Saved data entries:
<<<<
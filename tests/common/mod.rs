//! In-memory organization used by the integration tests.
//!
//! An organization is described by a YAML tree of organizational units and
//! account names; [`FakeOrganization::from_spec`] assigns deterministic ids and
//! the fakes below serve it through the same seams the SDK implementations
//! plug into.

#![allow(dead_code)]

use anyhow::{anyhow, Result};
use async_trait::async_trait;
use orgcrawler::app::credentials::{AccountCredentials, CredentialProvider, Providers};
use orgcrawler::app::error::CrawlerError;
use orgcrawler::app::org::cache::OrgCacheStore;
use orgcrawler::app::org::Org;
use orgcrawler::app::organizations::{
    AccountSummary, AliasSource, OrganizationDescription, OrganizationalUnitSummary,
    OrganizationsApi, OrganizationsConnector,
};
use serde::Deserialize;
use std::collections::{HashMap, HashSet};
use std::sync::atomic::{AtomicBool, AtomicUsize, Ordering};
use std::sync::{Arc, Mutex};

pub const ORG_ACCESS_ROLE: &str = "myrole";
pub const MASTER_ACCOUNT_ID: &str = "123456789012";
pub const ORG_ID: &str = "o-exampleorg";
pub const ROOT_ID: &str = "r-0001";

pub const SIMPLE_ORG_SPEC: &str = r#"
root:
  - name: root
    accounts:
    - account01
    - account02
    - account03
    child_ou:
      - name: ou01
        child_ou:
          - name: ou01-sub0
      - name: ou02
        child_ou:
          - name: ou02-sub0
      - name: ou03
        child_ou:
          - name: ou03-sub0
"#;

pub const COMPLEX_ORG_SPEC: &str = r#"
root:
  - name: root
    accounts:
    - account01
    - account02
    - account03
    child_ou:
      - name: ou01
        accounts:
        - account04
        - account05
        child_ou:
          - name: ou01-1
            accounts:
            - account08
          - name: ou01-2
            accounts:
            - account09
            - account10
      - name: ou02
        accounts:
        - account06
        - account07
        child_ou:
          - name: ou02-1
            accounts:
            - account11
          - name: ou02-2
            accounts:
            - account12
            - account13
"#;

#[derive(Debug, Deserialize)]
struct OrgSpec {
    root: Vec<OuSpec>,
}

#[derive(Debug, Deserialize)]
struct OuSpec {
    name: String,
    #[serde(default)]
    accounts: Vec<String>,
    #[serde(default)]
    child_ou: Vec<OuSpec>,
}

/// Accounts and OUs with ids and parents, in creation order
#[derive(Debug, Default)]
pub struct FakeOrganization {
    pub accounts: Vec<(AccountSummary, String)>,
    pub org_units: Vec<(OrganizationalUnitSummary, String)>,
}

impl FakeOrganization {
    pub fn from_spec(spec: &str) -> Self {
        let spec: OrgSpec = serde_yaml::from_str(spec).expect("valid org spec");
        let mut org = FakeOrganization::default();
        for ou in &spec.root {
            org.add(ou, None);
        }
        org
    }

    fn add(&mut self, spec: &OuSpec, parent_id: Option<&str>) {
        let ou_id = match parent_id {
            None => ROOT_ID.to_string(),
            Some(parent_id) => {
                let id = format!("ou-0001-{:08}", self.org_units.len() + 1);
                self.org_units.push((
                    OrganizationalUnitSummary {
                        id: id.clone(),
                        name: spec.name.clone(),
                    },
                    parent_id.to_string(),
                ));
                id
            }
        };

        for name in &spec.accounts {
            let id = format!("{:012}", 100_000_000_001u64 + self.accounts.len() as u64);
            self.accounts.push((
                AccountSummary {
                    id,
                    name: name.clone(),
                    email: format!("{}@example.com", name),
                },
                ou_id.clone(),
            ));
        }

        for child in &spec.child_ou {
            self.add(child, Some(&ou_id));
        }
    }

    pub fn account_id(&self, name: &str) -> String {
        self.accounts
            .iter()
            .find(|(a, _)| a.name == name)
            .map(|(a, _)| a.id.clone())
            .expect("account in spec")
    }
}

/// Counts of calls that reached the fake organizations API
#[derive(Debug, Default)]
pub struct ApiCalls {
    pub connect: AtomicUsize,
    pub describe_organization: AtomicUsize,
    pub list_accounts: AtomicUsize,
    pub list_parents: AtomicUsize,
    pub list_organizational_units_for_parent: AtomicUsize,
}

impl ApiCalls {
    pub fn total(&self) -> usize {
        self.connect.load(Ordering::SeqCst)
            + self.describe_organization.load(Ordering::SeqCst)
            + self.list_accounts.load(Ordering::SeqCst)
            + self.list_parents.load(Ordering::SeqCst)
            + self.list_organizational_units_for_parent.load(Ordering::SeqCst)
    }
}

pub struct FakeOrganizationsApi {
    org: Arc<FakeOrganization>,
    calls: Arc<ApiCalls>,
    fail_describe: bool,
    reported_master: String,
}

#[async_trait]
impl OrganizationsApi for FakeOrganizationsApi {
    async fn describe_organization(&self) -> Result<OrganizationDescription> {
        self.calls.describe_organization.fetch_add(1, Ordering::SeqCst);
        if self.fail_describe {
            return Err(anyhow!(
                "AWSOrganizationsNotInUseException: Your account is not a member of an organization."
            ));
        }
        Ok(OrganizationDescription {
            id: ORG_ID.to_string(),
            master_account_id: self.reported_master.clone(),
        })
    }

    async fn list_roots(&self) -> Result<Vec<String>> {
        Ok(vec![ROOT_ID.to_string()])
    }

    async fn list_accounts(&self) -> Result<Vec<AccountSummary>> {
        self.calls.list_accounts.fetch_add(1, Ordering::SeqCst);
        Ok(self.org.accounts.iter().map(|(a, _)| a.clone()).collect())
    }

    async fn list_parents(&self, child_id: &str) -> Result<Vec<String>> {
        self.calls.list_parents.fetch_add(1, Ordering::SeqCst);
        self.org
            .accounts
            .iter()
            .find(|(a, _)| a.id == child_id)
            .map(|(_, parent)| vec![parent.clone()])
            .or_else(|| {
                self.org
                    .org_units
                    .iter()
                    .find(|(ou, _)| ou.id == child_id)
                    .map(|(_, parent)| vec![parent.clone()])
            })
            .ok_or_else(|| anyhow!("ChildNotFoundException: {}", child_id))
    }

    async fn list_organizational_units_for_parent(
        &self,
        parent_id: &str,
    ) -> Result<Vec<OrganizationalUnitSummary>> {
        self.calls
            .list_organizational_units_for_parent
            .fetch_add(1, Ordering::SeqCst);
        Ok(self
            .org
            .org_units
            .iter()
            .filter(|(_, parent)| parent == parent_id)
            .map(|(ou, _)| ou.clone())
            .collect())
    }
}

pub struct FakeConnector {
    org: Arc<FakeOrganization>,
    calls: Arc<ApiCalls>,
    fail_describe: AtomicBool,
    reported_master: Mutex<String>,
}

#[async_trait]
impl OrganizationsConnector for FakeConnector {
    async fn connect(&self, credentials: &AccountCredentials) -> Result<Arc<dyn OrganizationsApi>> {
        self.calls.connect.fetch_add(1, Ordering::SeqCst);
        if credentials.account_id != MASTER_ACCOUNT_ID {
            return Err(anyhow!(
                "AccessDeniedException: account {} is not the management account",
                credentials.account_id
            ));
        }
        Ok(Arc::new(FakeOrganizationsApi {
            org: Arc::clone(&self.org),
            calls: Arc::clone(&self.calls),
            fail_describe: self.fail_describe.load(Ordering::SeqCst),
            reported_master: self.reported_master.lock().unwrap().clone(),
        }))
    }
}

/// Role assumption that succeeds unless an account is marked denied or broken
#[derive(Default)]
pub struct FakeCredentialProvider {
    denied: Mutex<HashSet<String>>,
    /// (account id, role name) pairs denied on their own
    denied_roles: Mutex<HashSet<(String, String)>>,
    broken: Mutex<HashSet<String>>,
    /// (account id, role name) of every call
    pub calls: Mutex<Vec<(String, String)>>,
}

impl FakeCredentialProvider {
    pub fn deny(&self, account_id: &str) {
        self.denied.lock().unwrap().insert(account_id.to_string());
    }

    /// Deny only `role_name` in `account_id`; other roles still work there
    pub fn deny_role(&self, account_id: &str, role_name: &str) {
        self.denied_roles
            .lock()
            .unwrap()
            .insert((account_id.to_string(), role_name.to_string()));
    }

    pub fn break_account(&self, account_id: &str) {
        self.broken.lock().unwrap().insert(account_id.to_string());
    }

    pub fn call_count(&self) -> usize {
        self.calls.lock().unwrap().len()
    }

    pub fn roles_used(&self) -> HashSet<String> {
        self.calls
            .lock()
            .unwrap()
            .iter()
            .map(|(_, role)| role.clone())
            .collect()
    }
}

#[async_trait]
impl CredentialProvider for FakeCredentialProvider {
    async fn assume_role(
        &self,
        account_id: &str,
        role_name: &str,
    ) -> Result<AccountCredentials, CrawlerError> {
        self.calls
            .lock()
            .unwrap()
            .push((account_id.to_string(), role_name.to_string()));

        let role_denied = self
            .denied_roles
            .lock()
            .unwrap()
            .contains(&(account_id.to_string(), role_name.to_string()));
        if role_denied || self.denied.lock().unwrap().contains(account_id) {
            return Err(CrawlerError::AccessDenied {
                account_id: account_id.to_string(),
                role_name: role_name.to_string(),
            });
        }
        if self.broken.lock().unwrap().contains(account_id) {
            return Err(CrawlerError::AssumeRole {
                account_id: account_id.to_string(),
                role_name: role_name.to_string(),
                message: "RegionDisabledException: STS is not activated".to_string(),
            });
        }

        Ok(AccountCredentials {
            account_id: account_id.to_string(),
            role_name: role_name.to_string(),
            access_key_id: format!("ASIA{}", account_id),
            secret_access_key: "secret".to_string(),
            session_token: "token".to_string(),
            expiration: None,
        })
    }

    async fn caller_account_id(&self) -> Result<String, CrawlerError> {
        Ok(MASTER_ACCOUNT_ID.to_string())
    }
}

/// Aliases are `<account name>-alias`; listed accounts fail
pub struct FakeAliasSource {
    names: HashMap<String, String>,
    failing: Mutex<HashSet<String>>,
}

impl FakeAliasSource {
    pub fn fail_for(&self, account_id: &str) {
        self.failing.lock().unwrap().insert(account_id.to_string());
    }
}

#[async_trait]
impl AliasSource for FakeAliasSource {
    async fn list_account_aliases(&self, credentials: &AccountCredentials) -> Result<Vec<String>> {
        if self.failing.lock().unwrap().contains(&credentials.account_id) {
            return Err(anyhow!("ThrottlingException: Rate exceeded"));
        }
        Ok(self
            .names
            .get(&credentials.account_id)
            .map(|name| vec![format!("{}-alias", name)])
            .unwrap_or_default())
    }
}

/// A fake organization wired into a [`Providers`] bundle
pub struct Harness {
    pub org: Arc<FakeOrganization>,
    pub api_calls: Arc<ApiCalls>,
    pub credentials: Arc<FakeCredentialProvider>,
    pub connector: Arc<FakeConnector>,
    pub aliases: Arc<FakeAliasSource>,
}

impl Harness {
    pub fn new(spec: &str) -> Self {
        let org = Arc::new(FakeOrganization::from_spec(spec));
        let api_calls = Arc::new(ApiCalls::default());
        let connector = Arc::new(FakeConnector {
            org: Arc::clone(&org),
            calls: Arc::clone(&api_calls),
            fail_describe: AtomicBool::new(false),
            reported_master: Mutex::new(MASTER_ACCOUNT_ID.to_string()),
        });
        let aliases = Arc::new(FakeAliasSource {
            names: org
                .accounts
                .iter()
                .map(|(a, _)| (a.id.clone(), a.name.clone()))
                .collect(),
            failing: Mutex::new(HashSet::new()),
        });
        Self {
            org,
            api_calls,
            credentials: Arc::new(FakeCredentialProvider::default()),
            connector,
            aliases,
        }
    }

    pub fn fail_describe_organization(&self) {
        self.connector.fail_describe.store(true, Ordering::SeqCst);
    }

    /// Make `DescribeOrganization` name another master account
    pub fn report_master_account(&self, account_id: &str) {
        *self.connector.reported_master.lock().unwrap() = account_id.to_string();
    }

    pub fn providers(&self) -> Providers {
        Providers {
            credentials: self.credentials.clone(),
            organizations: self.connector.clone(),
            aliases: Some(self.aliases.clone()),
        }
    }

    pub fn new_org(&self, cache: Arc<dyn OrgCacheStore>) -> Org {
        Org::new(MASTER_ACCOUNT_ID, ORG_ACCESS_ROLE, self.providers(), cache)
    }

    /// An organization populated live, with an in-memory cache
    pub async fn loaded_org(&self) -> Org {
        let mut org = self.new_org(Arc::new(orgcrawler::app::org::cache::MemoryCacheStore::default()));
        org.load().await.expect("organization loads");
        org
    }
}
>>>>
<<<<
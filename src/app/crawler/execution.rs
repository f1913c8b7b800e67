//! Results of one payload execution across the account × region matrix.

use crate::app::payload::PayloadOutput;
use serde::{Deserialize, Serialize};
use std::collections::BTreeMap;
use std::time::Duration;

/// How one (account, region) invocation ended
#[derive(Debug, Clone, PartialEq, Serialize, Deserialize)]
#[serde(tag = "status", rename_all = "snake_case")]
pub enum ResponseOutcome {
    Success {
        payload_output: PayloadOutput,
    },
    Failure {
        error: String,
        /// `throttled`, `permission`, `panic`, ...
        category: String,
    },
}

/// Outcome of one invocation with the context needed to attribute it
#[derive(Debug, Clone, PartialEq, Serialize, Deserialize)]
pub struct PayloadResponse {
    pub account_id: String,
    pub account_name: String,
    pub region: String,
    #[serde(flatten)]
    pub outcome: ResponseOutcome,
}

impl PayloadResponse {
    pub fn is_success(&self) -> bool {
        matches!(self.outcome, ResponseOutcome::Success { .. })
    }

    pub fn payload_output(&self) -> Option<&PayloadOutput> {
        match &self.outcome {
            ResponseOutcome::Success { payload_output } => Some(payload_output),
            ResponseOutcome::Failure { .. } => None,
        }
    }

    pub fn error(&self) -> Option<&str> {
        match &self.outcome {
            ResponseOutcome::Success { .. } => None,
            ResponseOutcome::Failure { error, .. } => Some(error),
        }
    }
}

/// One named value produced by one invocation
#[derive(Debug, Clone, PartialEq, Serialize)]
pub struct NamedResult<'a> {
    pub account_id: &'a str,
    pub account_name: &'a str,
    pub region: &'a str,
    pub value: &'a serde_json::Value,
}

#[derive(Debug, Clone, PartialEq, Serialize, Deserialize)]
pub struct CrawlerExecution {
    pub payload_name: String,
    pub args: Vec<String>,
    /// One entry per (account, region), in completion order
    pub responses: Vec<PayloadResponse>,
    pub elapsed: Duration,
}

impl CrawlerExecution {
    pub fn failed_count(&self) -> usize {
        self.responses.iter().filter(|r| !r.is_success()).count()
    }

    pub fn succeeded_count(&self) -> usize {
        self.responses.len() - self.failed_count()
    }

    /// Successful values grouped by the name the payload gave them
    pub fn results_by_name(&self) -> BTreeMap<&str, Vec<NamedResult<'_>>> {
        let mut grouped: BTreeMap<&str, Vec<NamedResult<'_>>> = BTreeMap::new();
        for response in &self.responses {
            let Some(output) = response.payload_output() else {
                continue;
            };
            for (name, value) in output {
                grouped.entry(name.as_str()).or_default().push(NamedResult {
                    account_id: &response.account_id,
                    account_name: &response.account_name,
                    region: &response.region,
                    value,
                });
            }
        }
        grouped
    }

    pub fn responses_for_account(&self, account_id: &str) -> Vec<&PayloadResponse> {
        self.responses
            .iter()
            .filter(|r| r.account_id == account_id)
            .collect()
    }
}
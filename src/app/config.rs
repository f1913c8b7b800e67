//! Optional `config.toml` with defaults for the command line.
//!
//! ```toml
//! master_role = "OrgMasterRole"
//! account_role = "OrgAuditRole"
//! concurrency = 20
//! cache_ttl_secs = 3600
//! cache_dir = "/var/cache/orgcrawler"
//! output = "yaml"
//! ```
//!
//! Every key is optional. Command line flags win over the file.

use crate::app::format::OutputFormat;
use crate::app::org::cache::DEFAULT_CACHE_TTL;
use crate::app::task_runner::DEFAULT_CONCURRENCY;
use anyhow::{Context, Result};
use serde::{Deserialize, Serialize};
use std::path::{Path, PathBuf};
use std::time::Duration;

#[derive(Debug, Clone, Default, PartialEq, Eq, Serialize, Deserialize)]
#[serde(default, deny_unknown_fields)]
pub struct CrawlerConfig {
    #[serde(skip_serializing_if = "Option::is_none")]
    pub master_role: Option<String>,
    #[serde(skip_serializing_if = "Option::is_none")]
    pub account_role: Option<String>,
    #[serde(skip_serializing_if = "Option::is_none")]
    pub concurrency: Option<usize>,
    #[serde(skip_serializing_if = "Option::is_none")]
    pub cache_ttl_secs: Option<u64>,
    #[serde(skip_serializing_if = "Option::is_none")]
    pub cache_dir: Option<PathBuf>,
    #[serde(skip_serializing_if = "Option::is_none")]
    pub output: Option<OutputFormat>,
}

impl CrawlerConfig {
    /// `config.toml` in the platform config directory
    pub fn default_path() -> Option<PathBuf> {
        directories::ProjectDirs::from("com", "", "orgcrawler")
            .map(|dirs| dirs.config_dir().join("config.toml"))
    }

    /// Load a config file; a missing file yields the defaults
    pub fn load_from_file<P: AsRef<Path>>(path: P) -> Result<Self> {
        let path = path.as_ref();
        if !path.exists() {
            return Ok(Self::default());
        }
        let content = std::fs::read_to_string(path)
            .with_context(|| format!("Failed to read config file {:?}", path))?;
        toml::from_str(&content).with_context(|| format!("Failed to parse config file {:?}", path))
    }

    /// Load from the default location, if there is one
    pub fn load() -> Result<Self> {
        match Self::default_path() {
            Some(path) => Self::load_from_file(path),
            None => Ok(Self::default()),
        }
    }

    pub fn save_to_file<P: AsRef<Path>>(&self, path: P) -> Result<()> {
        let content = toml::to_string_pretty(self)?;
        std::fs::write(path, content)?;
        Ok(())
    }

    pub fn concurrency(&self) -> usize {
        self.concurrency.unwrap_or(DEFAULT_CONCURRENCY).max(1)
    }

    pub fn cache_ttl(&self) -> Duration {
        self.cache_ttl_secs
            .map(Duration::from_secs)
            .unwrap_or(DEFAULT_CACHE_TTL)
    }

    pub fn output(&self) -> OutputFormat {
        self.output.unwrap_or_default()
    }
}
>>>>
<<<<
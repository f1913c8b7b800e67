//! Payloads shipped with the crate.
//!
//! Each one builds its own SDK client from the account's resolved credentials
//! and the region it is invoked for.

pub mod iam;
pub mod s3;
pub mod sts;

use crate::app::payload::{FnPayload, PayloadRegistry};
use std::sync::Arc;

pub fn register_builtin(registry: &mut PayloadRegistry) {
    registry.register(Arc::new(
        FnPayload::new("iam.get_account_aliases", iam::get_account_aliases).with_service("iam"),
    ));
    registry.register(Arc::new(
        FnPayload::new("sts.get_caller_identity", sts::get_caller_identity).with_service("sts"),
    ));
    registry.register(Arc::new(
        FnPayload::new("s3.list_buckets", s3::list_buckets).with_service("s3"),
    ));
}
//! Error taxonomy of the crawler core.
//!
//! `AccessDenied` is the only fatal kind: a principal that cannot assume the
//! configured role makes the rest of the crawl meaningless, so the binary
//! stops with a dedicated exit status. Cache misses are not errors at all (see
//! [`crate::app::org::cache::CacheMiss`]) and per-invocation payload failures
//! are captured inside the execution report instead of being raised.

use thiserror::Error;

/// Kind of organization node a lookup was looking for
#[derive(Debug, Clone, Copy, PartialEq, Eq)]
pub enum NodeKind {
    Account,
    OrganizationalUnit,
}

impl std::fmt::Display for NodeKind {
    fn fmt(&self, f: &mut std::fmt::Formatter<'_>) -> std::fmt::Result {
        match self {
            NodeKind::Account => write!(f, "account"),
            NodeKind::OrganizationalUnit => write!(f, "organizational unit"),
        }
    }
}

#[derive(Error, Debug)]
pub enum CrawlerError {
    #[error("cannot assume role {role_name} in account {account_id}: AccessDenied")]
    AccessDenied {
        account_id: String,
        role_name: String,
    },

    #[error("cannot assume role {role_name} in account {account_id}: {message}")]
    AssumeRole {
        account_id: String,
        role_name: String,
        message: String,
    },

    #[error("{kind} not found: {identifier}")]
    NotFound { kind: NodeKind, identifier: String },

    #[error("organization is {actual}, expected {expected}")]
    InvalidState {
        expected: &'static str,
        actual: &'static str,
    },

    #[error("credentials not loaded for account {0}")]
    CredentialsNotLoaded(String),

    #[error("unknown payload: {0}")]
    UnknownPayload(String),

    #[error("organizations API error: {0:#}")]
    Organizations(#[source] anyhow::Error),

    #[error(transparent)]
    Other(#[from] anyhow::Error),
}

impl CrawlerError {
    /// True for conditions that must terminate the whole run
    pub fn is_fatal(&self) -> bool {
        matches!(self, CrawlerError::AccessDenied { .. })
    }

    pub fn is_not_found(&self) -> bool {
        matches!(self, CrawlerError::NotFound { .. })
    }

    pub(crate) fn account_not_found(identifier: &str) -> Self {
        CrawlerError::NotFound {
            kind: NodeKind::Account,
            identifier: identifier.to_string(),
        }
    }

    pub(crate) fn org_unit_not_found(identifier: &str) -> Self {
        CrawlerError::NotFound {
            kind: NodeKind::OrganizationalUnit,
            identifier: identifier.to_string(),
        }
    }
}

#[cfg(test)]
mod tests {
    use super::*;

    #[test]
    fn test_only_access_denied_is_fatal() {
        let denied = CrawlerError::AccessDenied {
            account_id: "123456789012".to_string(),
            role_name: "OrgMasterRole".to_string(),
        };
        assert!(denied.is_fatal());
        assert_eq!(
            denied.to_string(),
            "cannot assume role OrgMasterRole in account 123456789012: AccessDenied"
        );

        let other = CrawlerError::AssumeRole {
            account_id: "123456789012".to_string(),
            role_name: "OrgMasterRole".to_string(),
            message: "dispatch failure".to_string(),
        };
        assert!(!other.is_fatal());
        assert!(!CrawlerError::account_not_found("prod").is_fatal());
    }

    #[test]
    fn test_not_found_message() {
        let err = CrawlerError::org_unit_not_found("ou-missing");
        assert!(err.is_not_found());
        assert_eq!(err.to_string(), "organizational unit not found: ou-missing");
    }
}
>>>>
From the records above, copy out the line with "filename tests/common/mod.rs", the line with "use orgcrawler::app::org::Org;", and every line between them, word for word.

filename tests/common/mod.rs
//! In-memory organization used by the integration tests.
//!
//! An organization is described by a YAML tree of organizational units and
//! account names; [`FakeOrganization::from_spec`] assigns deterministic ids and
//! the fakes below serve it through the same seams the SDK implementations
//! plug into.

#![allow(dead_code)]

use anyhow::{anyhow, Result};
use async_trait::async_trait;
use orgcrawler::app::credentials::{AccountCredentials, CredentialProvider, Providers};
use orgcrawler::app::error::CrawlerError;
use orgcrawler::app::org::cache::OrgCacheStore;
use orgcrawler::app::org::Org;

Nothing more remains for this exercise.